* To do
Transcribe the listing word for word. Begin at its first line and end with the line containing "pub const FACEBOOK_LOGIN_ROUTE: &str".

* Excerpted data
//! Login methods that exchange an external credential for an identity.
//!
//! Every variant posts its credential to the authentication backend under
//! `{auth}/api/user/auth/` and gets back the same `{ user, token? }` payload,
//! so nothing downstream branches on which provider was used.

use super::{error::RelayError, identity::IdentityRecord};
use crate::APP_USER_AGENT;
use anyhow::{Context, Result};
use axum::http::HeaderValue;
use reqwest::{
    header::{CONTENT_TYPE, COOKIE, SET_COOKIE},
    Client,
};
use secrecy::{ExposeSecret, SecretString};
use serde::Deserialize;
use serde_json::{json, Value};
use std::time::Duration;
use tracing::{debug, instrument, warn};

pub const GOOGLE_LOGIN_ROUTE: &str = "/api/user/auth/google-login";
pub const FACEBOOK_LOGIN_ROUTE: &str = "/api/user/auth/facebook-login";
pub const EMAIL_LOGIN_ROUTE: &str = "/api/user/auth/email-login";

/// Provider tag appended to the query string after a social login.
pub const FACEBOOK_PROVIDER_TAG: &str = "facebook";

pub enum LoginMethod {
    /// Google credential from the OAuth button callback.
    OAuth { credential: Option<String> },
    /// Facebook access token from the social SDK callback.
    Social { access_token: Option<String> },
    /// Email and password typed into the form.
    Password {
        email: String,
        password: SecretString,
    },
}

impl std::fmt::Debug for LoginMethod {
    fn fmt(&self, f: &mut std::fmt::Formatter<'_>) -> std::fmt::Result {
        match self {
            Self::OAuth { credential } => f
                .debug_struct("OAuth")
                .field("credential", &credential.as_ref().map(|_| "***"))
                .finish(),
            Self::Social { access_token } => f
                .debug_struct("Social")
                .field("access_token", &access_token.as_ref().map(|_| "***"))
                .finish(),
            Self::Password { email, .. } => f
                .debug_struct("Password")
                .field("email", email)
                .field("password", &"***")
                .finish(),
        }
    }
}

impl LoginMethod {
    #[must_use]
    pub fn oauth(credential: Option<String>) -> Self {
        Self::OAuth {
            credential: non_empty(credential),
        }
    }

    #[must_use]
    pub fn social(access_token: Option<String>) -> Self {
        Self::Social {
            access_token: non_empty(access_token),
        }
    }

    #[must_use]
    pub fn password(email: impl Into<String>, password: impl Into<String>) -> Self {
        Self::Password {
            email: email.into().trim().to_string(),
            password: SecretString::from(password.into()),
        }
    }

    /// Backend route receiving this variant's credential.
    #[must_use]
    pub const fn route(&self) -> &'static str {
        match self {
            Self::OAuth { .. } => GOOGLE_LOGIN_ROUTE,
            Self::Social { .. } => FACEBOOK_LOGIN_ROUTE,
            Self::Password { .. } => EMAIL_LOGIN_ROUTE,
        }
    }

    /// Whether the exchange carries cookies in both directions.
    #[must_use]
    pub const fn uses_credentials(&self) -> bool {
        !matches!(self, Self::Social { .. })
    }

    /// Tag written into the query string after a successful login.
    #[must_use]
    pub const fn provider_tag(&self) -> Option<&'static str> {
        match self {
            Self::Social { .. } => Some(FACEBOOK_PROVIDER_TAG),
            Self::OAuth { .. } | Self::Password { .. } => None,
        }
    }

    #[must_use]
    pub const fn name(&self) -> &'static str {
        match self {
            Self::OAuth { .. } => "google",
            Self::Social { .. } => "facebook",
            Self::Password { .. } => "email",
        }
    }

    /// Message used when the backend does not explain a failure.
    const fn fallback_message(&self) -> &'static str {
        match self {
            Self::OAuth { .. } => "Login failed.",
            Self::Social { .. } => "Facebook login failed",
            Self::Password { .. } => "Invalid credentials.",
        }
    }

    /// Check the user input locally and build the JSON body for the backend.
    ///
    /// # Errors
    /// `Provider` when the SDK callback produced no token, `Validation` when
    /// the email or password is empty.
    pub fn request_body(&self) -> Result<Value, RelayError> {
        match self {
            Self::OAuth { credential } => credential
                .as_ref()
                .map(|token| json!({ "token": token }))
                .ok_or_else(|| RelayError::Provider("Google login failed.".to_string())),
            Self::Social { access_token } => access_token
                .as_ref()
                .map(|token| json!({ "facebookToken": token }))
                .ok_or_else(|| RelayError::Provider("Facebook login failed".to_string())),
            Self::Password { email, password } => {
                if email.is_empty() || password.expose_secret().is_empty() {
                    return Err(RelayError::Validation(
                        "Email and password are required.".to_string(),
                    ));
                }
                Ok(json!({ "email": email, "password": password.expose_secret() }))
            }
        }
    }
}

/// Result of a successful exchange.
#[derive(Debug, Clone)]
pub struct Exchange {
    pub user: IdentityRecord,
    /// Auxiliary token issued by the backend, if any.
    pub token: Option<String>,
    /// Backend cookies to hand to the browser (credentials mode only).
    pub set_cookies: Vec<HeaderValue>,
}

#[derive(Deserialize)]
struct ExchangeResponse {
    user: IdentityRecord,
    #[serde(default)]
    token: Option<String>,
}

#[derive(Deserialize)]
struct ErrorPayload {
    message: Option<String>,
}

/// HTTP client for the authentication backend's login routes.
#[derive(Debug, Clone)]
pub struct AuthBackend {
    client: Client,
}

impl AuthBackend {
    /// Build the pooled client; `timeout` bounds each exchange.
    ///
    /// # Errors
    /// Returns an error if the underlying HTTP client cannot be built.
    pub fn new(timeout: Duration) -> Result<Self> {
        let client = Client::builder()
            .user_agent(APP_USER_AGENT)
            .timeout(timeout)
            .build()
            .context("Failed to build authentication backend client")?;
        Ok(Self { client })
    }

    /// Post the method's credential to `{auth_base}{route}`.
    ///
    /// In credentials mode `cookies` is forwarded and the backend's
    /// `Set-Cookie` headers are returned with the exchange.
    ///
    /// # Errors
    /// `Validation`/`Provider` from local input checks (no request is sent),
    /// `Provider` for transport failures and backend rejections.
    #[instrument(skip(self, cookies), fields(provider = method.name()))]
    pub async fn exchange(
        &self,
        auth_base: &str,
        method: &LoginMethod,
        cookies: Option<&HeaderValue>,
    ) -> Result<Exchange, RelayError> {
        let body = method.request_body()?;
        let url = build_url(auth_base, method.route());

        let mut request = self
            .client
            .post(&url)
            .header(CONTENT_TYPE, "application/json")
            .json(&body);

        if method.uses_credentials() {
            if let Some(cookies) = cookies {
                request = request.header(COOKIE, cookies.clone());
            }
        }

        let response = request.send().await.map_err(|err| {
            warn!("Login exchange with {url} failed: {err}");
            RelayError::Provider(method.fallback_message().to_string())
        })?;

        let status = response.status();
        let set_cookies = if method.uses_credentials() {
            response
                .headers()
                .get_all(SET_COOKIE)
                .iter()
                .cloned()
                .collect()
        } else {
            Vec::new()
        };
        let bytes = response.bytes().await.map_err(|err| {
            warn!("Failed to read login response from {url}: {err}");
            RelayError::Provider(method.fallback_message().to_string())
        })?;

        if !status.is_success() {
            let message = serde_json::from_slice::<ErrorPayload>(&bytes)
                .ok()
                .and_then(|payload| payload.message)
                .filter(|message| !message.trim().is_empty())
                .unwrap_or_else(|| method.fallback_message().to_string());
            debug!("Backend rejected login ({status}): {message}");
            return Err(RelayError::Provider(message));
        }

        let payload: ExchangeResponse = serde_json::from_slice(&bytes).map_err(|err| {
            warn!("Unexpected login response from {url}: {err}");
            RelayError::Provider(method.fallback_message().to_string())
        })?;

        Ok(Exchange {
            user: payload.user,
            token: payload.token,
            set_cookies,
        })
    }
}

/// Join the backend base URL and a route without doubling slashes.
fn build_url(base_url: &str, path: &str) -> String {
    let base = base_url.trim().trim_end_matches('/');
    format!("{}/{}", base, path.trim_start_matches('/'))
}

fn non_empty(value: Option<String>) -> Option<String> {
    value.filter(|value| !value.trim().is_empty())
}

* Reply
//! Login methods that exchange an external credential for an identity.
//!
//! Every variant posts its credential to the authentication backend under
//! `{auth}/api/user/auth/` and gets back the same `{ user, token? }` payload,
//! so nothing downstream branches on which provider was used.

use super::{error::RelayError, identity::IdentityRecord};
use crate::APP_USER_AGENT;
use anyhow::{Context, Result};
use axum::http::HeaderValue;
use reqwest::{
    header::{CONTENT_TYPE, COOKIE, SET_COOKIE},
    Client,
};
use secrecy::{ExposeSecret, SecretString};
use serde::Deserialize;
use serde_json::{json, Value};
use std::time::Duration;
use tracing::{debug, instrument, warn};

pub const GOOGLE_LOGIN_ROUTE: &str = "/api/user/auth/google-login";
pub const FACEBOOK_LOGIN_ROUTE: &str = "/api/user/auth/facebook-login";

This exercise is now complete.